Mining DDD for epilepsy genes. In order to dig into the DDD data a bit further, I used the de novo mutations in the initial Epi4K study and compared them to DDD. This basically asks the question if there are any genes found in patients with epilepsy that are now validated. If we look at the list of genes that are genome-wide significant in DDD, there are 10 new genes that were not previously connected with epilepsy. This list of genes includes KMT2A, TCF4, ITPR1, CHD4, HNRNPU, ASXL1, TRIO, KCNQ3, PTEN, and SLC35A2. These genes have been found previously in patients with epileptic encephalopathies and are now bona fide neurodevelopmental genes. Not all patients in the DDD cohort with de novo mutations have epilepsy, but given the Epi4K data, we know that Infantile Spasms or Lennox-Gastaut-Syndrome can be a feature of these genes.

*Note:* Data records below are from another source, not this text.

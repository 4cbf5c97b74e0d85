//! Shared response envelope types for API handlers.
//!
//! Resource endpoints respond with a `{ "data": ... }` envelope. Auth
//! endpoints return their payload unwrapped.

use serde::Serialize;

/// Standard `{ "data": T }` response envelope.
#[derive(Debug, Serialize)]
pub struct DataResponse<T: Serialize> {
    pub data: T,
}
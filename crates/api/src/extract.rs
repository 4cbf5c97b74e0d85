//! Extractors whose rejections use the API error envelope.

use axum::extract::rejection::{JsonRejection, PathRejection, QueryRejection};
use axum::extract::{FromRequest, FromRequestParts, Path, Query, Request};
use axum::http::request::Parts;
use axum::Json;
use seclock_core::error::CoreError;

use crate::error::AppError;

fn validation(message: String) -> AppError {
    AppError::Core(CoreError::Validation(message))
}

/// Drop-in replacement for [`Json`] that reports malformed or incomplete
/// bodies as `400 VALIDATION_ERROR` instead of axum's plain-text rejection.
#[derive(Debug, Clone, Copy, Default)]
pub struct ApiJson<T>(pub T);

impl<T, S> FromRequest<S> for ApiJson<T>
where
    Json<T>: FromRequest<S, Rejection = JsonRejection>,
    S: Send + Sync,
{
    type Rejection = AppError;

    async fn from_request(req: Request, state: &S) -> Result<Self, Self::Rejection> {
        let Json(value) = Json::<T>::from_request(req, state)
            .await
            .map_err(|rejection| validation(rejection.body_text()))?;
        Ok(ApiJson(value))
    }
}

/// [`Path`] with enveloped rejections, e.g. for `/locks/abc`.
#[derive(Debug, Clone, Copy, Default)]
pub struct ApiPath<T>(pub T);

impl<T, S> FromRequestParts<S> for ApiPath<T>
where
    Path<T>: FromRequestParts<S, Rejection = PathRejection>,
    S: Send + Sync,
{
    type Rejection = AppError;

    async fn from_request_parts(parts: &mut Parts, state: &S) -> Result<Self, Self::Rejection> {
        let Path(value) = Path::<T>::from_request_parts(parts, state)
            .await
            .map_err(|rejection| validation(rejection.body_text()))?;
        Ok(ApiPath(value))
    }
}

/// [`Query`] with enveloped rejections.
#[derive(Debug, Clone, Copy, Default)]
pub struct ApiQuery<T>(pub T);

impl<T, S> FromRequestParts<S> for ApiQuery<T>
where
    Query<T>: FromRequestParts<S, Rejection = QueryRejection>,
    S: Send + Sync,
{
    type Rejection = AppError;

    async fn from_request_parts(parts: &mut Parts, state: &S) -> Result<Self, Self::Rejection> {
        let Query(value) = Query::<T>::from_request_parts(parts, state)
            .await
            .map_err(|rejection| validation(rejection.body_text()))?;
        Ok(ApiQuery(value))
    }
}
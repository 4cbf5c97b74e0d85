//! Argon2id password hashing and verification.
//!
//! Hashes use the Argon2id variant with a random salt from [`OsRng`] and are
//! stored in PHC string format, so parameters and salt travel with the hash.

use std::sync::OnceLock;

use argon2::password_hash::rand_core::OsRng;
use argon2::password_hash::{PasswordHash, PasswordHasher, PasswordVerifier, SaltString};
use argon2::Argon2;

/// Hash a plaintext password using Argon2id with a random salt.
pub fn hash_password(password: &str) -> Result<String, argon2::password_hash::Error> {
    let salt = SaltString::generate(&mut OsRng);
    let hash = Argon2::default().hash_password(password.as_bytes(), &salt)?;
    Ok(hash.to_string())
}

/// Verify a plaintext password against a stored PHC-formatted hash.
///
/// Returns `Ok(false)` on mismatch; `Err` only for an unparseable hash.
pub fn verify_password(password: &str, hash: &str) -> Result<bool, argon2::password_hash::Error> {
    let parsed_hash = PasswordHash::new(hash)?;
    match Argon2::default().verify_password(password.as_bytes(), &parsed_hash) {
        Ok(()) => Ok(true),
        Err(argon2::password_hash::Error::Password) => Ok(false),
        Err(e) => Err(e),
    }
}

/// Spend the same effort as a real verification when the login is unknown,
/// so response timing does not reveal which logins exist.
pub fn burn_verification(password: &str) {
    static DUMMY_HASH: OnceLock<Option<String>> = OnceLock::new();
    let dummy = DUMMY_HASH.get_or_init(|| hash_password("seclock-dummy-password").ok());
    if let Some(hash) = dummy {
        let _ = verify_password(password, hash);
    }
}
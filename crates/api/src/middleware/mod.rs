//! Request extractors and middleware.
//!
//! - [`auth::AuthUser`] -- bearer token checked against signature, store and expiry.
//! - [`rbac`] -- capability extractors (`RequireViewLocks`, `RequireEditUsers`, ...).
//! - [`request_log`] -- request metadata and the per-request `API Call` event.

pub mod auth;
pub mod rbac;
pub mod request_log;
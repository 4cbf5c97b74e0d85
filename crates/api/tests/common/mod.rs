#![allow(dead_code)]

use std::sync::Arc;

use axum::body::Body;
use axum::http::{Method, Request, Response};
use axum::Router;
use http_body_util::BodyExt;
use seclock_api::auth::credentials::create_user;
use seclock_api::auth::jwt::JwtConfig;
use seclock_api::config::{RegistrationMode, ServerConfig, StoreBackend};
use seclock_api::router::build_app_router;
use seclock_api::state::AppState;
use seclock_core::types::DbId;
use seclock_core::users::Registration;
use seclock_db::store::UserStore;
use seclock_db::MemoryStore;
use tower::ServiceExt;

/// Seeded privilege ids (see the in-memory store and the seed migration).
pub const ADMIN: DbId = 1;
pub const EMPLOYEE: DbId = 2;
pub const VIEWER: DbId = 3;

pub const PASSWORD: &str = "test-password";

/// Build a test `ServerConfig` with safe defaults and the in-memory store.
pub fn test_config() -> ServerConfig {
    ServerConfig {
        host: "127.0.0.1".to_string(),
        port: 0,
        cors_origins: vec!["http://localhost:5173".to_string()],
        request_timeout_secs: 30,
        store: StoreBackend::Memory,
        jwt: JwtConfig {
            secret: "integration-test-secret".to_string(),
            token_expiry_mins: 60,
        },
        password_min_length: 4,
        registration_mode: RegistrationMode::Open,
        privilege_cache_ttl_secs: 300,
        bootstrap_admin: None,
    }
}

/// The full application router over a fresh in-memory store.
pub struct TestApp {
    pub router: Router,
    pub state: AppState,
    pub store: Arc<MemoryStore>,
}

impl TestApp {
    pub fn new() -> Self {
        Self::with_config(test_config())
    }

    pub fn with_config(config: ServerConfig) -> Self {
        let store = Arc::new(MemoryStore::new());
        let state = AppState::new(store.clone(), config);
        Self {
            router: build_app_router(state.clone()),
            state,
            store,
        }
    }

    /// Create a user holding `privilege_id` and issue their token.
    pub async fn user(&self, login: &str, privilege_id: DbId) -> (DbId, String) {
        let user = create_user(
            self.store.as_ref(),
            Registration {
                login: login.to_string(),
                password: PASSWORD.to_string(),
                email: format!("{login}@test.com"),
                name: None,
                privilege_id,
            },
            4,
        )
        .await
        .expect("user creation should succeed");
        let profile = self
            .store
            .user_profile(user.id)
            .await
            .unwrap()
            .expect("profile for new user");
        let issued = self.state.tokens().issue(&profile).await.unwrap();
        (user.id, issued.token)
    }

    pub async fn send(
        &self,
        method: Method,
        uri: &str,
        token: Option<&str>,
        body: Option<serde_json::Value>,
    ) -> Response<Body> {
        let mut builder = Request::builder().method(method).uri(uri);
        if let Some(token) = token {
            builder = builder.header("Authorization", format!("Bearer {token}"));
        }
        let request = match body {
            Some(json) => builder
                .header("Content-Type", "application/json")
                .body(Body::from(serde_json::to_vec(&json).unwrap()))
                .unwrap(),
            None => builder.body(Body::empty()).unwrap(),
        };
        self.router.clone().oneshot(request).await.unwrap()
    }

    pub async fn get(&self, uri: &str, token: Option<&str>) -> Response<Body> {
        self.send(Method::GET, uri, token, None).await
    }

    pub async fn post(
        &self,
        uri: &str,
        token: Option<&str>,
        body: serde_json::Value,
    ) -> Response<Body> {
        self.send(Method::POST, uri, token, Some(body)).await
    }

    pub async fn put(&self, uri: &str, token: Option<&str>, body: serde_json::Value) -> Response<Body> {
        self.send(Method::PUT, uri, token, Some(body)).await
    }

    pub async fn delete(&self, uri: &str, token: Option<&str>) -> Response<Body> {
        self.send(Method::DELETE, uri, token, None).await
    }

    /// Let background audit appends (the per-request `API Call`) finish.
    pub async fn settle(&self) {
        for _ in 0..8 {
            tokio::task::yield_now().await;
        }
    }

    /// System events of one kind, newest first, read straight from the store.
    pub async fn system_events(&self, kind: i16) -> Vec<seclock_db::models::log::SystemEventEntry> {
        use seclock_db::store::AuditStore;
        self.store
            .query_system_events(&[kind], seclock_core::pagination::PageRequest::new(None, Some(1023)))
            .await
            .unwrap()
            .entries
    }
}

/// Collect a response body and parse it as JSON.
pub async fn body_json(response: Response<Body>) -> serde_json::Value {
    let bytes = response.into_body().collect().await.unwrap().to_bytes();
    serde_json::from_slice(&bytes).unwrap()
}
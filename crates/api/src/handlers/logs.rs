//! Handlers for the audit streams (`/logs`, `/system-logs`).

use axum::extract::State;
use axum::http::StatusCode;
use axum::Json;
use seclock_core::audit::{ActionKind, LogStream};
use seclock_core::error::CoreError;
use seclock_core::pagination::Page;
use seclock_db::models::log::{SystemEventEntry, UserActionEntry};
use serde::Deserialize;

use crate::error::{AppError, AppResult};
use crate::extract::{ApiJson, ApiQuery};
use crate::middleware::auth::AuthUser;
use crate::middleware::rbac::RequireViewLogs;
use crate::middleware::request_log::RequestMeta;
use crate::query::LogQueryParams;
use crate::state::AppState;

/// Request body for `POST /system-logs`.
#[derive(Debug, Deserialize)]
pub struct RecordEventRequest {
    /// `12` (`Page View`) or `4` (`System Event`).
    pub action: i16,
    /// Overrides the recorded endpoint (e.g. the client-side page path).
    pub endpoint: Option<String>,
    pub detail: Option<String>,
}

/// GET /api/logs
pub async fn user_actions(
    State(state): State<AppState>,
    RequireViewLogs(_): RequireViewLogs,
    ApiQuery(params): ApiQuery<LogQueryParams>,
) -> AppResult<Json<Page<UserActionEntry>>> {
    let page = state
        .store
        .query_user_actions(&params.kinds(LogStream::UserAction), params.page_request())
        .await?;
    Ok(Json(page))
}

/// GET /api/system-logs
pub async fn system_events(
    State(state): State<AppState>,
    RequireViewLogs(_): RequireViewLogs,
    ApiQuery(params): ApiQuery<LogQueryParams>,
) -> AppResult<Json<Page<SystemEventEntry>>> {
    let page = state
        .store
        .query_system_events(&params.kinds(LogStream::System), params.page_request())
        .await?;
    Ok(Json(page))
}

/// POST /api/system-logs
///
/// Append a client-reported system event. Recording is best-effort, so a
/// 202 does not guarantee the entry was stored.
pub async fn record_event(
    State(state): State<AppState>,
    meta: RequestMeta,
    auth_user: AuthUser,
    ApiJson(input): ApiJson<RecordEventRequest>,
) -> AppResult<StatusCode> {
    let kind = ActionKind::from_id(input.action)
        .filter(|kind| kind.client_reportable())
        .ok_or_else(|| {
            AppError::Core(CoreError::Validation(format!(
                "Event kind {} cannot be reported by clients",
                input.action
            )))
        })?;

    let mut event = meta.event(kind).with_actor(Some(auth_user.user_id));
    if let Some(endpoint) = input.endpoint {
        event.endpoint = Some(endpoint);
    }
    if let Some(detail) = input.detail {
        event = event.with_detail(detail);
    }
    state.audit.system_event(event).await;

    Ok(StatusCode::ACCEPTED)
}
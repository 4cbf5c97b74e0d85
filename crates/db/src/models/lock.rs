//! Lock entity model.

use seclock_core::locks::LockState;
use seclock_core::types::{DbId, Timestamp};
use serde::Serialize;
use sqlx::FromRow;

/// A row from the `locks` table.
#[derive(Debug, Clone, FromRow, Serialize)]
pub struct Lock {
    pub id: DbId,
    pub privilege_id: DbId,
    pub is_open: bool,
    #[serde(skip_serializing)]
    pub deleted: bool,
    pub last_modified: Timestamp,
}

impl Lock {
    pub fn state(&self) -> LockState {
        LockState::from_row(self.is_open, self.deleted)
    }
}

/// Outcome of a create request for a lock id.
#[derive(Debug, Clone)]
pub enum LockCreation {
    Created(Lock),
    /// A soft-deleted lock was brought back, closed, under the new privilege.
    Reactivated(Lock),
    /// An active lock already holds the id; nothing was written.
    AlreadyActive,
}
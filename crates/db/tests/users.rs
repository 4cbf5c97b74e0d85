//! Integration tests for the `users` repository against a real database.
//!
//! Covers the scrubbing soft delete (and the `ck_users_deleted_scrubbed`
//! check backing it), the compare-and-set token swap, and the mapping of
//! unique violations onto the conflicting field.

use assert_matches::assert_matches;
use chrono::{Duration, Utc};
use seclock_core::error::CoreError;
use seclock_db::models::user::{CreateUser, StoredToken, User};
use seclock_db::repositories::UserRepo;
use seclock_db::store::UserStore;
use seclock_db::{DbError, PgStore};
use sqlx::PgPool;

// ---------------------------------------------------------------------------
// Helpers
// ---------------------------------------------------------------------------

fn new_user(login: &str, email: &str) -> CreateUser {
    CreateUser {
        login: login.to_string(),
        password_hash: "$argon2id$placeholder".to_string(),
        email: email.to_string(),
        name: Some("Test User".to_string()),
        privilege_id: 2,
    }
}

fn token(hash: &str) -> StoredToken {
    StoredToken {
        token_hash: hash.to_string(),
        expires_at: Utc::now() + Duration::hours(1),
    }
}

/// Read a user row regardless of its deleted flag.
async fn raw_row(pool: &PgPool, id: i64) -> User {
    sqlx::query_as::<_, User>(
        "SELECT id, login, password_hash, email, name, privilege_id,
                token_hash, token_expires_at, deleted, created_at
         FROM users WHERE id = $1",
    )
    .bind(id)
    .fetch_one(pool)
    .await
    .unwrap()
}

// ---------------------------------------------------------------------------
// Soft delete
// ---------------------------------------------------------------------------

#[sqlx::test(migrations = "../../db/migrations")]
async fn test_soft_delete_nulls_every_scrubbed_column(pool: PgPool) {
    let user = UserRepo::create(&pool, &new_user("alice", "alice@test.com"))
        .await
        .unwrap();
    let stored = token("digest-1");
    assert!(UserRepo::set_token(&pool, user.id, &stored.token_hash, stored.expires_at)
        .await
        .unwrap());

    assert!(UserRepo::soft_delete(&pool, user.id).await.unwrap());

    let row = raw_row(&pool, user.id).await;
    assert!(row.deleted);
    assert_eq!(row.login, None);
    assert_eq!(row.password_hash, None);
    assert_eq!(row.email, None);
    assert_eq!(row.name, None);
    assert_eq!(row.token_hash, None);
    assert_eq!(row.token_expires_at, None);
    assert_eq!(row.privilege_id, 2, "privilege reference is kept");
}

#[sqlx::test(migrations = "../../db/migrations")]
async fn test_soft_delete_is_irreversible_and_frees_login(pool: PgPool) {
    let user = UserRepo::create(&pool, &new_user("alice", "alice@test.com"))
        .await
        .unwrap();

    assert!(UserRepo::soft_delete(&pool, user.id).await.unwrap());
    assert!(
        !UserRepo::soft_delete(&pool, user.id).await.unwrap(),
        "second soft_delete should report nothing deleted"
    );
    assert!(UserRepo::find_by_id(&pool, user.id).await.unwrap().is_none());
    assert!(UserRepo::find_by_login(&pool, "alice").await.unwrap().is_none());
    assert_eq!(UserRepo::count(&pool).await.unwrap(), 0);

    // Token and privilege writes no longer reach the deleted row.
    assert!(!UserRepo::set_token(&pool, user.id, "late", Utc::now()).await.unwrap());
    assert!(!UserRepo::set_privilege(&pool, user.id, 1).await.unwrap());

    let again = UserRepo::create(&pool, &new_user("alice", "alice@test.com"))
        .await
        .unwrap();
    assert_ne!(again.id, user.id);
}

#[sqlx::test(migrations = "../../db/migrations")]
async fn test_deleted_row_must_be_scrubbed(pool: PgPool) {
    let user = UserRepo::create(&pool, &new_user("alice", "alice@test.com"))
        .await
        .unwrap();

    let err = sqlx::query("UPDATE users SET deleted = true WHERE id = $1")
        .bind(user.id)
        .execute(&pool)
        .await
        .unwrap_err();
    let constraint = err
        .as_database_error()
        .and_then(|db| db.constraint())
        .map(str::to_string);
    assert_eq!(constraint.as_deref(), Some("ck_users_deleted_scrubbed"));
}

// ---------------------------------------------------------------------------
// Tokens
// ---------------------------------------------------------------------------

#[sqlx::test(migrations = "../../db/migrations")]
async fn test_swap_token_only_replaces_expected_digest(pool: PgPool) {
    let store = PgStore::new(pool.clone());
    let user = store.create_user(&new_user("alice", "alice@test.com")).await.unwrap();
    store.store_token(user.id, &token("one")).await.unwrap();

    assert!(!store.swap_token(user.id, "stale", &token("two")).await.unwrap());
    assert!(store.swap_token(user.id, "one", &token("two")).await.unwrap());
    assert!(!store.swap_token(user.id, "one", &token("three")).await.unwrap());

    let current = store.user_by_id(user.id).await.unwrap().unwrap();
    assert_eq!(current.token_hash.as_deref(), Some("two"));
}

#[sqlx::test(migrations = "../../db/migrations")]
async fn test_concurrent_swaps_from_same_token_have_one_winner(pool: PgPool) {
    let store = PgStore::new(pool.clone());
    let user = store.create_user(&new_user("alice", "alice@test.com")).await.unwrap();
    store.store_token(user.id, &token("one")).await.unwrap();

    let (left, right) = (token("left"), token("right"));
    let (first, second) = tokio::join!(
        store.swap_token(user.id, "one", &left),
        store.swap_token(user.id, "one", &right),
    );
    let wins = [first.unwrap(), second.unwrap()];
    assert_eq!(wins.iter().filter(|won| **won).count(), 1);

    let current = store.user_by_id(user.id).await.unwrap().unwrap();
    let expected = if wins[0] { "left" } else { "right" };
    assert_eq!(current.token_hash.as_deref(), Some(expected));
}

#[sqlx::test(migrations = "../../db/migrations")]
async fn test_clear_token_removes_digest_and_expiry(pool: PgPool) {
    let store = PgStore::new(pool.clone());
    let user = store.create_user(&new_user("alice", "alice@test.com")).await.unwrap();
    store.store_token(user.id, &token("one")).await.unwrap();

    assert!(store.clear_token(user.id).await.unwrap());

    let row = raw_row(&pool, user.id).await;
    assert_eq!(row.token_hash, None);
    assert_eq!(row.token_expires_at, None);
}

// ---------------------------------------------------------------------------
// Constraint mapping
// ---------------------------------------------------------------------------

#[sqlx::test(migrations = "../../db/migrations")]
async fn test_duplicate_login_and_email_name_their_field(pool: PgPool) {
    let store = PgStore::new(pool);
    store.create_user(&new_user("alice", "alice@test.com")).await.unwrap();

    let err = store
        .create_user(&new_user("alice", "other@test.com"))
        .await
        .unwrap_err();
    assert_matches!(&err, DbError::UniqueViolation { constraint } if constraint == "uq_users_login");
    assert_matches!(CoreError::from(err), CoreError::Conflict { field: Some("login"), .. });

    let err = store
        .create_user(&new_user("bob", "alice@test.com"))
        .await
        .unwrap_err();
    assert_matches!(CoreError::from(err), CoreError::Conflict { field: Some("email"), .. });
}

#[sqlx::test(migrations = "../../db/migrations")]
async fn test_unknown_privilege_is_a_foreign_key_violation(pool: PgPool) {
    let store = PgStore::new(pool);
    let mut input = new_user("alice", "alice@test.com");
    input.privilege_id = 999;

    assert_matches!(
        store.create_user(&input).await,
        Err(DbError::ForeignKeyViolation { constraint }) if constraint == "fk_users_privilege"
    );
}

#[sqlx::test(migrations = "../../db/migrations")]
async fn test_profile_carries_privilege_flags(pool: PgPool) {
    let store = PgStore::new(pool);
    let user = store.create_user(&new_user("alice", "alice@test.com")).await.unwrap();

    let profile = store.user_profile(user.id).await.unwrap().unwrap();
    assert_eq!(profile.privilege_name, "Employee");
    assert_eq!(store.list_user_profiles().await.unwrap().len(), 1);
}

Using the DDD genome-wide significance is a very strict criterion, as we can also think of DDD as a validation cohort to Epi4K. If we arbitrarily select genes that had at least three de novo mutations in the DDD cohort and had an RVIS in the top 25, we can add 17 additional genes that are likely true neurodevelopmental genes, namely TRRAP, RYR2, ANK3, DIP2C, ZFHX3, FLNC, ZSWIM8, KMT2B, TAF1, CELSR1, FASN, XPO1, ABCA2, PACS2, PLCG2, SLC5A10, and WNK1. Taken together, these 27 genes explain an additional 10% (27/264) of the Epi4K cohort. Finally, the authors point out the X-linked SMC1A gene as a novel epilepsy gene. The SMC1A gene has been previously associated with Cornelia de Lange Syndrome. However, patients with truncating mutations rather than missense mutation have epilepsy and not the typical dysmorphic features seen in Cornelia de Lange Syndrome. This is not unlike our previous observation in the X-linked KIAA2022 gene.
This is what you need to know. DDD pushes the boundaries of exome sequencing, providing evidence that nearly 50% of severe neurodevelopmental disorders are explained by de novo pathogenic variants. Mining the data of the DDD study will keep us busy for a while. The DDD study is one of the publications where going through the Supplement is actually more informative that reading the actual publication and it will serve as the backdrop to many of the current genetic studies that look at de novo pathogenic variants. It lifts the entire field up to a new level of data availability and will help us make sense of genetic data in the future.